A U.S. District Judge in the United States District Court for the Western District of Virginia recently applied this principle in the context of the selection of a tractor trailer truck carrier by a freight broker or third party logistics company. In Jones v. C.H. Robinson Worldwide, Inc., a tractor trailer truck crash occurred when an inexperienced tractor trailer truck driver crossed the median and struck another tractor trailer truck head-on. The plaintiff driver sued the broker that hired the negligent driver’s carrier under a theory that the broker was negligent in the hiring of the negligent driver’s carrier. The court initially found that the operation of a tractor-trailer involves such a risk of physical harm contemplated in the Restatement, and, thus, that the plaintiff’s claim for negligent hiring of an independent contractor was viable under the facts of the case.

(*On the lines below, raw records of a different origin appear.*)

use std::sync::Arc;
use std::time::Duration;

use tokio::time::Instant;
use tracing::{debug, trace};

use crate::codec::{RequestHeaderDecoder, ResponseHeaderDecoder};
use crate::flow::FlowKey;
use crate::flow::classifier::{may_start_request, may_start_response};
use crate::flow::framed::FramedPipe;
use crate::handler::ExchangeHandler;
use crate::pipe::PipeReader;
use crate::protocol::{Exchange, PipeError, Request, Response, StreamError};

/// Turns the two pipes of an HTTP flow into request/response exchanges.
///
/// The worker alternates between waiting for a request on the client pipe and waiting
/// for the matching response on the server pipe. Malformed data in either direction is
/// skipped by resynchronizing that direction; the flow itself is never given up on
/// until a pipe closes.
pub(crate) struct StreamWorker {
    flow_id: u64,
    key: FlowKey,
    requests: FramedPipe<RequestHeaderDecoder>,
    responses: FramedPipe<ResponseHeaderDecoder>,
    handler: Arc<dyn ExchangeHandler>,
    response_timeout: Duration,
    next_seq: u64,
}

enum ResponseOutcome {
    Matched(Response),
    TimedOut,
    Closed,
}

impl StreamWorker {
    pub(crate) fn new(
        flow_id: u64,
        key: FlowKey,
        upstream: PipeReader,
        downstream: PipeReader,
        handler: Arc<dyn ExchangeHandler>,
        response_timeout: Duration,
    ) -> Self {
        Self {
            flow_id,
            key,
            requests: FramedPipe::new(upstream),
            responses: FramedPipe::new(downstream),
            handler,
            response_timeout,
            next_seq: 1,
        }
    }

    pub(crate) async fn run(mut self) {
        debug!(flow_id = self.flow_id, flow = %self.key, "stream worker started");
        let mut exchanges = 0_u64;

        while let Some(request) = self.next_request().await {
            let upgrade = request.header().is_websocket_upgrade();

            match self.next_response(&request).await {
                ResponseOutcome::Matched(response) => {
                    let switched = upgrade && response.header().is_switching_protocols();
                    exchanges += 1;
                    self.handler.handle(Exchange::new(self.flow_id, request, response));

                    if switched {
                        debug!(flow_id = self.flow_id, "websocket upgrade accepted, stop parsing");
                        break;
                    }
                }
                ResponseOutcome::TimedOut => {}
                ResponseOutcome::Closed => break,
            }
        }

        self.requests.close();
        self.responses.close();
        debug!(flow_id = self.flow_id, exchanges, "stream worker finished");
    }

    async fn next_request(&mut self) -> Option<Request> {
        loop {
            match self.requests.read_message().await {
                Ok(Some((header, body))) => {
                    let seq = self.next_seq;
                    self.next_seq += 1;
                    trace!(flow_id = self.flow_id, seq, method = %header.method(), target = header.target(), "decoded request");
                    return Some(Request::new(header, body, seq, self.key.client));
                }
                Ok(None) => return None,
                Err(StreamError::Parse { source }) => {
                    let dropped = self.requests.resync(may_start_request);
                    debug!(flow_id = self.flow_id, dropped, cause = %source, "malformed request, resynchronizing");
                }
                Err(StreamError::Pipe { source }) => {
                    debug!(flow_id = self.flow_id, cause = %source, "request pipe failed");
                    return None;
                }
            }
        }
    }

    async fn next_response(&mut self, request: &Request) -> ResponseOutcome {
        let seq = request.seq();
        self.responses.set_request_method(request.method().clone());
        self.responses.set_read_deadline(Some(Instant::now() + self.response_timeout));

        let outcome = loop {
            match self.responses.read_message().await {
                Ok(Some((header, body))) => {
                    if header.status() / 100 == 1 && !header.is_switching_protocols() {
                        trace!(flow_id = self.flow_id, seq, status = header.status(), "skip interim response");
                        continue;
                    }
                    trace!(flow_id = self.flow_id, seq, status = header.status(), "decoded response");
                    break ResponseOutcome::Matched(Response::new(header, body, seq, self.key.server));
                }
                Ok(None) | Err(StreamError::Pipe { source: PipeError::Closed }) => break ResponseOutcome::Closed,
                Err(StreamError::Pipe { source: PipeError::DeadlineExceeded }) => {
                    debug!(flow_id = self.flow_id, seq, "no response before deadline, dropping request");
                    self.responses.discard();
                    break ResponseOutcome::TimedOut;
                }
                Err(StreamError::Parse { source }) => {
                    let dropped = self.responses.resync(may_start_response);
                    debug!(flow_id = self.flow_id, seq, dropped, cause = %source, "malformed response, resynchronizing");
                }
            }
        };

        self.responses.set_read_deadline(None);
        outcome
    }
}
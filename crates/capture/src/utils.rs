//! Small helpers shared by the codec modules.

/// Returns early with an error if a condition is not met.
///
/// Like `assert!`, but for validation on untrusted input where a failure must
/// become an `Err` instead of a panic.
///
/// ```ignore
/// ensure!(code.len() == 3, ParseError::malformed_status_code(code));
/// ```
macro_rules! ensure {
    ($predicate:expr, $error:expr) => {
        if !$predicate {
            return Err($error);
        }
    };
}

pub(crate) use ensure;
//! HTTP codec module for decoding captured HTTP messages
//!
//! Both directions of a flow are decoded with streaming [`Decoder`](tokio_util::codec::Decoder)
//! implementations that yield a header block first and then the body piece by piece:
//!
//! - [`RequestDecoder`]: client-to-server messages, bodies framed by Content-Length
//! - [`ResponseDecoder`]: server-to-client messages, bodies framed by the request method,
//!   the status code, chunked encoding, Content-Length or the end of the stream
//!
//! Header blocks are parsed by the `header` module, bodies by the `body` module.

mod body;
mod header;
mod message_decoder;

pub use header::{RequestHeaderDecoder, ResponseHeaderDecoder};
pub use message_decoder::{MessageDecoder, RequestDecoder, ResponseDecoder};
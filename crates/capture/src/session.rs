//! The capture session: turns a stream of [`FlowEvent`]s into exchanges.
//!
//! A [`Session`] owns the buffer pool, the flow dispatcher and the handler chain. Its
//! [`run`](Session::run) loop consumes events until the event source is exhausted or
//! the session is cancelled, then closes every flow and waits for the stream workers to
//! finish the bytes they already hold.

use std::fmt;
use std::sync::Arc;

use tokio::sync::mpsc;
use tokio::time::{Instant, MissedTickBehavior, interval};
use tokio_util::sync::CancellationToken;
use tokio_util::task::TaskTracker;
use tracing::{debug, info};

use crate::config::CaptureConfig;
use crate::flow::FlowEvent;
use crate::flow::dispatcher::Dispatcher;
use crate::handler::{ExchangeHandler, FilteredHandler};
use crate::pool::{BufferPool, PoolStats};
use crate::protocol::SetupError;

/// What a finished session did.
#[derive(Debug, Clone, Copy, PartialEq, Eq)]
pub struct SessionReport {
    /// Flows admitted over the life of the session
    pub flows: u64,
    pub pool: PoolStats,
}

pub struct Session {
    config: CaptureConfig,
    pool: Arc<BufferPool>,
    tracker: TaskTracker,
    dispatcher: Dispatcher,
}

impl fmt::Debug for Session {
    fn fmt(&self, f: &mut fmt::Formatter<'_>) -> fmt::Result {
        f.debug_struct("Session").field("config", &self.config).field("pool", &self.pool).finish_non_exhaustive()
    }
}

impl Session {
    /// Validates `config` and prepares a session that forwards exchanges accepted by the
    /// host filter to `handler`.
    pub fn new<H: ExchangeHandler>(config: CaptureConfig, handler: H) -> Result<Self, SetupError> {
        config.validate()?;

        let pool = Arc::new(BufferPool::new());
        let tracker = TaskTracker::new();
        let handler: Arc<dyn ExchangeHandler> = Arc::new(FilteredHandler::new(config.filter.host_filter(), handler));
        let dispatcher = Dispatcher::new(
            Arc::clone(&pool),
            config.filter.clone(),
            handler,
            tracker.clone(),
            config.response_timeout(),
            config.idle_timeout(),
        );

        info!(expression = %config.filter.capture_expression(), host = %config.filter.host, "capture session created");
        Ok(Self { config, pool, tracker, dispatcher })
    }

    /// The expression the external capture source should be configured with.
    pub fn capture_expression(&self) -> String {
        self.config.filter.capture_expression()
    }

    pub fn config(&self) -> &CaptureConfig {
        &self.config
    }

    /// Runs the dispatch loop until `events` is exhausted or `cancel` fires.
    ///
    /// On exit every flow is closed and the call waits for all stream workers to finish
    /// before draining the buffer pool.
    pub async fn run(mut self, mut events: mpsc::Receiver<FlowEvent>, cancel: CancellationToken) -> SessionReport {
        let mut sweep = interval(self.config.sweep_interval());
        sweep.set_missed_tick_behavior(MissedTickBehavior::Delay);
        // the first tick completes immediately
        sweep.tick().await;

        loop {
            tokio::select! {
                biased;

                () = cancel.cancelled() => {
                    info!("capture cancelled");
                    break;
                }
                event = events.recv() => match event {
                    Some(event) => self.dispatcher.dispatch(event).await,
                    None => {
                        info!("event source exhausted");
                        break;
                    }
                },
                _ = sweep.tick() => {
                    let closed = self.dispatcher.sweep(Instant::now());
                    debug!(closed, live = self.dispatcher.flow_count(), "idle sweep");
                }
            }
        }

        self.dispatcher.shutdown();
        self.tracker.close();
        debug!(workers = self.tracker.len(), "waiting for stream workers");
        self.tracker.wait().await;

        self.pool.drain();
        let report = SessionReport { flows: self.dispatcher.flows_seen(), pool: self.pool.stats() };
        info!(flows = report.flows, "capture session finished");
        report
    }
}
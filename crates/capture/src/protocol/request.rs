//! Captured HTTP requests.
//!
//! A request is decoded in two steps: the [`RequestHeader`] is produced by the
//! request decoder, then the stream worker attaches the collected [`Body`], the
//! per-flow sequence number and the client address to form a [`Request`].

use std::net::SocketAddr;

use bytes::{BufMut, BytesMut};
use http::{HeaderMap, Method, Version, header};

use crate::protocol::dump::{DumpOptions, write_body, write_headers, write_version};
use crate::protocol::{Body, ParseError};

/// Start line and header block of a captured request.
///
/// The target is kept verbatim: captured traffic is not guaranteed to contain
/// URIs that `http::Uri` would accept.
#[derive(Debug, Clone)]
pub struct RequestHeader {
    method: Method,
    target: String,
    version: Version,
    headers: HeaderMap,
    content_length: u64,
}

impl RequestHeader {
    pub(crate) fn new(method: Method, target: String, version: Version, headers: HeaderMap) -> Result<Self, ParseError> {
        let content_length = content_length(&headers)?.unwrap_or(0);
        Ok(Self { method, target, version, headers, content_length })
    }

    pub fn method(&self) -> &Method {
        &self.method
    }

    /// Returns the request target exactly as it appeared on the request line.
    pub fn target(&self) -> &str {
        &self.target
    }

    pub fn version(&self) -> Version {
        self.version
    }

    pub fn headers(&self) -> &HeaderMap {
        &self.headers
    }

    /// Returns the value of the Host header, or an empty string if absent.
    pub fn host(&self) -> &str {
        self.headers.get(header::HOST).and_then(|v| v.to_str().ok()).unwrap_or_default()
    }

    /// Declared Content-Length; 0 when the header is absent.
    pub fn content_length(&self) -> u64 {
        self.content_length
    }

    /// Returns true if the request asks to switch the connection to websocket.
    pub fn is_websocket_upgrade(&self) -> bool {
        self.headers.get_all(header::UPGRADE).iter().any(|value| value.as_bytes().eq_ignore_ascii_case(b"websocket"))
    }
}

/// A fully captured request: header, body and the endpoint that sent it.
#[derive(Debug, Clone)]
pub struct Request {
    header: RequestHeader,
    body: Body,
    seq: u64,
    peer: SocketAddr,
}

impl Request {
    pub fn new(header: RequestHeader, body: Body, seq: u64, peer: SocketAddr) -> Self {
        Self { header, body, seq, peer }
    }

    pub fn header(&self) -> &RequestHeader {
        &self.header
    }

    pub fn method(&self) -> &Method {
        self.header.method()
    }

    pub fn target(&self) -> &str {
        self.header.target()
    }

    pub fn version(&self) -> Version {
        self.header.version()
    }

    pub fn headers(&self) -> &HeaderMap {
        self.header.headers()
    }

    pub fn host(&self) -> &str {
        self.header.host()
    }

    /// Number of body bytes, as established by Content-Length.
    pub fn content_length(&self) -> u64 {
        self.body.len() as u64
    }

    pub fn body(&self) -> &Body {
        &self.body
    }

    /// Position of this request within its flow, starting at 1.
    pub fn seq(&self) -> u64 {
        self.seq
    }

    /// Address of the client that sent the request.
    pub fn peer(&self) -> SocketAddr {
        self.peer
    }

    /// Renders the request line, headers and body for display.
    pub fn write_to(&self, dst: &mut BytesMut, options: &DumpOptions) {
        dst.put_slice(self.method().as_str().as_bytes());
        dst.put_u8(b' ');
        dst.put_slice(self.target().as_bytes());
        dst.put_u8(b' ');
        write_version(dst, self.version());
        dst.put_slice(b"\r\n");
        write_headers(dst, self.headers());
        write_body(dst, &self.body, options);
    }
}

/// Parses the Content-Length header, if any.
///
/// Repeated headers are accepted only when all values agree.
pub(crate) fn content_length(headers: &HeaderMap) -> Result<Option<u64>, ParseError> {
    let mut length = None;
    for value in headers.get_all(header::CONTENT_LENGTH) {
        let cl_str = value.to_str().map_err(|_e| ParseError::invalid_content_length("value can't to_str"))?;
        let parsed =
            cl_str.trim().parse::<u64>().map_err(|_e| ParseError::invalid_content_length(format!("value {cl_str} is not u64")))?;

        match length {
            Some(previous) if previous != parsed => {
                return Err(ParseError::invalid_content_length(format!("conflicting values {previous} and {parsed}")));
            }
            _ => length = Some(parsed),
        }
    }
    Ok(length)
}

The court noted that at the summary judgment stage, the defendant did not dispute that the negligent driver or her carrier were incompetent. A federal motor carrier can be rated by the FMCSA as satisfactory, conditional, or unsatisfactory. Worldwide knew that the negligent driver’s carrier had received a “conditional” rating prior to assigning the “hot load” to the carrier in question. A hot load is one that must be delivered in a hurry. The FMCSA maintains a public website including safety information on all federal carriers. The subject carrier was in the bottom 3% in driver and vehicle safety evaluation areas. The court found that Worldwide had a duty to investigate the fitness of the carrier prior to hiring it to carry a “hot load” on the public highways, and, therefore, denied Worldwide’s motion for summary judgment. On May 8, 2008, in a bifurcated trial, the jury returned a liability verdict against Worldwide.